Though the bill contains a wide variety of provisions, the following provisions may be of particular interest and impact to audiologists and SLPs:

Medicaid

Work Requirements

Starting on December 31, 2026, states would be required to verify that adults between the ages of 19 and 64 are working for at least 80 hours per month or participating in other qualifying activities as a condition of receiving Medicaid coverage.
Populations that states must exempt from Medicaid work requirements include but are not limited to parents or caregivers of a dependent child or disabled individual; medically frail individuals; pregnant individuals or those receiving postpartum coverage; disabled veterans; Medicare beneficiaries dually eligible for Medicaid; and those participating in addiction treatment programs. ASHA opposes work requirements as they create an unnecessary barrier to care and are difficult for Medicaid programs to manage.

Eligibility/Enrollment

The bill also...

  • Reduces retroactive coverage from 90 days to one month prior to the date of application for Medicaid
  • Significantly delays regulations that help reduce barriers for dually eligible Medicaid and Medicare beneficiaries receiving assistance with premiums and cost-sharing
  • Requires states to implement more stringent practices for updating beneficiary contact information.

Delays and reduced coverage periods create more out-of-pocket expenses for people who need audiology and speech-language pathology services—and individuals who can’t afford the services will likely be forced to go without them.

Redeterminations

Starting on December 31, 2026, states would be required to conduct Medicaid eligibility redeterminations at least every six months for adults. This is administratively challenging for states and overly burdensome for beneficiaries and providers alike.
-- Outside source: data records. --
//! Deduplicating, rate-limited reconcile queue
//!
//! Keys are queued at most once no matter how many events arrive for them,
//! and a key handed to a worker is not handed out again until that worker is
//! finished with it. Events arriving meanwhile mark the key dirty and it is
//! queued again once the worker lets go.
//!
//! Finishing is tied to the lifetime of [`QueueItem`]: dropping the item
//! releases the key, so a worker cannot forget to do it.

use std::collections::{HashMap, HashSet, VecDeque};
use std::fmt::Display;
use std::hash::Hash;
use std::sync::Arc;
use std::time::Duration;

use parking_lot::Mutex;
use tokio::sync::Notify;
use tracing::trace;

use crate::retry::BackoffConfig;

struct State<K> {
    queue: VecDeque<K>,
    dirty: HashSet<K>,
    processing: HashSet<K>,
    failures: HashMap<K, u32>,
    shutting_down: bool,
}

struct Inner<K> {
    state: Mutex<State<K>>,
    notify: Notify,
    backoff: BackoffConfig,
}

/// Work queue of reconcile keys shared by the watch layer and the workers.
pub struct ReconcileQueue<K> {
    inner: Arc<Inner<K>>,
}

impl<K> Clone for ReconcileQueue<K> {
    fn clone(&self) -> Self {
        Self {
            inner: self.inner.clone(),
        }
    }
}

impl<K> ReconcileQueue<K>
where
    K: Clone + Eq + Hash + Display + Send + Sync + 'static,
{
    /// Empty queue using `backoff` for [`add_rate_limited`](Self::add_rate_limited)
    pub fn new(backoff: BackoffConfig) -> Self {
        Self {
            inner: Arc::new(Inner {
                state: Mutex::new(State {
                    queue: VecDeque::new(),
                    dirty: HashSet::new(),
                    processing: HashSet::new(),
                    failures: HashMap::new(),
                    shutting_down: false,
                }),
                notify: Notify::new(),
                backoff,
            }),
        }
    }

    /// Queue `key` unless it is already waiting.
    ///
    /// A key that is currently being processed is remembered and queued
    /// again when its [`QueueItem`] is dropped.
    pub fn add(&self, key: K) {
        let mut state = self.inner.state.lock();
        if state.shutting_down || state.dirty.contains(&key) {
            return;
        }
        state.dirty.insert(key.clone());
        if state.processing.contains(&key) {
            trace!(key = %key, "key in flight, deferring");
            return;
        }
        state.queue.push_back(key);
        drop(state);
        self.inner.notify.notify_one();
    }

    /// Queue `key` after `delay`
    pub fn add_after(&self, key: K, delay: Duration) {
        if delay.is_zero() {
            self.add(key);
            return;
        }
        let queue = self.clone();
        tokio::spawn(async move {
            tokio::time::sleep(delay).await;
            queue.add(key);
        });
    }

    /// Queue `key` after a delay that doubles with every consecutive failure.
    ///
    /// Returns the delay used.
    pub fn add_rate_limited(&self, key: K) -> Duration {
        let failures = {
            let mut state = self.inner.state.lock();
            let failures = state.failures.entry(key.clone()).or_insert(0);
            *failures = failures.saturating_add(1);
            *failures
        };
        let delay = self.inner.backoff.delay_for(failures);
        self.add_after(key, delay);
        delay
    }

    /// Reset the failure count of `key`
    pub fn forget(&self, key: &K) {
        self.inner.state.lock().failures.remove(key);
    }

    /// Consecutive failures recorded for `key`
    pub fn failures(&self, key: &K) -> u32 {
        self.inner
            .state
            .lock()
            .failures
            .get(key)
            .copied()
            .unwrap_or(0)
    }

    /// Wait for the next key.
    ///
    /// Returns `None` once the queue is shut down, even if keys are still
    /// waiting: no new work starts after shutdown.
    pub async fn get(&self) -> Option<QueueItem<K>> {
        loop {
            let notified = self.inner.notify.notified();
            tokio::pin!(notified);
            notified.as_mut().enable();

            {
                let mut state = self.inner.state.lock();
                if state.shutting_down {
                    return None;
                }
                if let Some(key) = state.queue.pop_front() {
                    state.dirty.remove(&key);
                    state.processing.insert(key.clone());
                    return Some(QueueItem {
                        queue: self.clone(),
                        key: Some(key),
                    });
                }
            }

            notified.await;
        }
    }

    /// Stop handing out keys and wake every waiting worker
    pub fn shut_down(&self) {
        self.inner.state.lock().shutting_down = true;
        self.inner.notify.notify_waiters();
    }

    /// Whether [`shut_down`](Self::shut_down) was called
    pub fn is_shutting_down(&self) -> bool {
        self.inner.state.lock().shutting_down
    }

    /// Keys waiting to be handed out
    pub fn len(&self) -> usize {
        self.inner.state.lock().queue.len()
    }

    /// True when no key is waiting
    pub fn is_empty(&self) -> bool {
        self.len() == 0
    }

    fn done(&self, key: K) {
        let mut state = self.inner.state.lock();
        state.processing.remove(&key);
        if state.dirty.contains(&key) && !state.shutting_down {
            state.queue.push_back(key);
            drop(state);
            self.inner.notify.notify_one();
        }
    }
}

/// A key checked out of the queue.
///
/// While it exists no other worker receives the same key. Dropping it marks
/// the key done.
pub struct QueueItem<K>
where
    K: Clone + Eq + Hash + Display + Send + Sync + 'static,
{
    queue: ReconcileQueue<K>,
    key: Option<K>,
}

impl<K> QueueItem<K>
where
    K: Clone + Eq + Hash + Display + Send + Sync + 'static,
{
    /// The checked-out key
    pub fn key(&self) -> &K {
        self.key
            .as_ref()
            .unwrap_or_else(|| unreachable!("key is only taken on drop"))
    }

    /// Requeue the key with backoff and release it. Returns the delay.
    pub fn retry(self) -> Duration {
        self.queue.add_rate_limited(self.key().clone())
    }

    /// Clear the key's failure history and release it.
    pub fn finish(self) {
        self.queue.forget(self.key());
    }
}

impl<K> Drop for QueueItem<K>
where
    K: Clone + Eq + Hash + Display + Send + Sync + 'static,
{
    fn drop(&mut self) {
        if let Some(key) = self.key.take() {
            self.queue.done(key);
        }
    }
}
Cost-sharing for Expansion Populations

The bill establishes mandatory cost-sharing for expansion enrollees who earn over 100% of the Federal Poverty Line ($15,650 yearly income for an individual) up to $35 per service. Cost-sharing, including co-pays, can significantly discourage individuals, particularly those with low incomes, from seeking necessary care.

State Provider Taxes

The bill prohibits states from establishing any new provider taxes or from increasing the rates of existing taxes. All states except Alaska use some form of provider tax to help finance the non-federal share of Medicaid spending. These taxes are most often levied upon institutional providers including nursing facilities, hospitals, and some health plans. This provision is effective upon enactment of the law, but states may have three fiscal years to transition existing provider tax arrangements that are no longer permissible. These provisions would make it more difficult for states to fund their portion of the Medicaid matching rate and could cause states to cut coverage and benefits in order to lower costs.

Gender-Affirming Care

The bill prohibits federal matching funds for “gender transition procedures”—which are defined to include puberty blockers, hormone treatment, and surgery—for all Medicaid and CHIP enrollees. This could impact audiologists’ and SLPs’ ability to provide gender-affirming care to Medicaid beneficiaries.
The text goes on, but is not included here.